Filha corajosa
Minha filha ficou presa, durante muitos anos, na rede dos medicamentos psiquiátricos. Entrava ano e saia ano, ela cada vez mais depressiva, passava dias e mais dias, em quarto escuro. Não tinha ânimo para nada. Não admitia que eu participasse das suas consultas e eu não forçava, por medo de que ela, ainda por cima, deixasse de ir. Como ficaria aquela depressão, que não passava.
Eu tinha, em minha cabeça, um conceito. Todo remédio tem efeito colateral, que pode fazer mal ao organismo. Porém, a causa que levou a tomá-lo, deveria deixar de existir. É como uma dor, o medicamento pode fazer mal para o estômago, ou para o fígado, mas a dor tem que passar. Se a dor não passa, não se toma mais o medicamento.

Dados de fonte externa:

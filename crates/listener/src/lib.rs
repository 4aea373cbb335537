//! Stepchain message boundary.
//!
//! Connects the agent to a relay server speaking newline-delimited JSON:
//!
//! - [`InboundEnvelope`] validates inbound messages; only `content` is kept.
//! - [`finalize_outbound`] turns a result into a signed JSON object.
//! - [`RelayTransport`] owns the TCP connection and moves messages between
//!   the socket, a [`pipeline::InboundSink`], and the outbound result channel.
//!
//! ## Architectural Layer
//!
//! **Infrastructure.** The [`pipeline`] crate sees only
//! [`pipeline::InboundSink`] and [`pipeline::MergedResult`].

pub mod envelope;
pub mod transport;

pub use envelope::{finalize_outbound, InboundEnvelope};
pub use transport::{RelayConfig, RelayTransport};

/// Failures of the relay connection.
#[derive(Debug, thiserror::Error)]
pub enum TransportError {
    #[error("relay I/O failed: {0}")]
    Io(#[from] std::io::Error),

    #[error("could not encode outbound message: {0}")]
    Encode(#[from] serde_json::Error),

    #[error("relay closed the connection")]
    Closed,
}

Mesmo sem participar, de sessões, eu mandava mensagens ao psiquiatra, dizendo da situação e que deveria ser experimentada a retirada do medicamento, mas isso não era feito, apenas substituído.
A pandemia fez piorar tudo. Não podíamos, nem sabíamos como trocar de profissional e precisávamos das malditas receitas.
Eu não a conhecia mais, aquela não era minha filha, parecia que uma entidade teria se apropriado do seu corpo. Eu dizia, sem sucesso, que ela deveria pedir ao psiquiatra que retirasse os medicamentos, de forma administrada, mas ela me afastava, trancava-se no quarto e ficava, ainda mais dias, saindo só para comprar comida e ir ao banheiro. Engordou uns quarenta quilos. Banho, nem pensar. Uma vez cheguei a dizer: minha filha você esta cheirando como morador de rua. Pronto! Mais quarto escuro.
Escondi a chave do quarto dela, para não se trancar. Quando me perguntou disse simplesmente: procura nas suas bolsas. Quando tinha algum ânimo, fazia um exagero de compras e voltava ao quarto, sempre escuro. Deixou sete faculdades, entre presenciais e online, algumas disputadas.
O medicamento não era retirado, eram acrescentados outros, para corrigir o efeito e cada vez mais medicamentos. Pior, apagaram, ou adormeceram seu grande talento artístico, sem dar nada, em troca. Quando adolescente desenhava olhos humanos, que pareciam vivos.
Houve um dia, há mais de um ano, que ela quis dormir no meu quarto, mas não na minha cama, porque eu me mexia muito. Montei cama para ela, ao lado, encostada na minha, mais de uma noite. Um dia ela me segredou, que achava que tinha tido uma convulsão e mordido a língua. Deixou-me ver e a língua estava mordida. Marquei um médico neurologista e ela realmente tinha tido uma convulsão. Estava há dias sem tomar os medicamentos, tinha decidido parar por conta própria, coisa inteiramente desaconselhável. Porém notei que estava mais animada e não ficava presa no quarto.
Com passar do tempo, voltou a ser o que sempre foi. Recuperei a minha filha e mais, uma filha corajosa. Vi que eu também tinha que mudar, aceitá-la como é, não como eu queria que fosse. Agora vivemos bem, ela faz um curso de culinária gourmet, que adora e segue, aos poucos, um curso superior online, de professora de inglês, que eu a estimulei a fazer ainda no tempo da pandemia.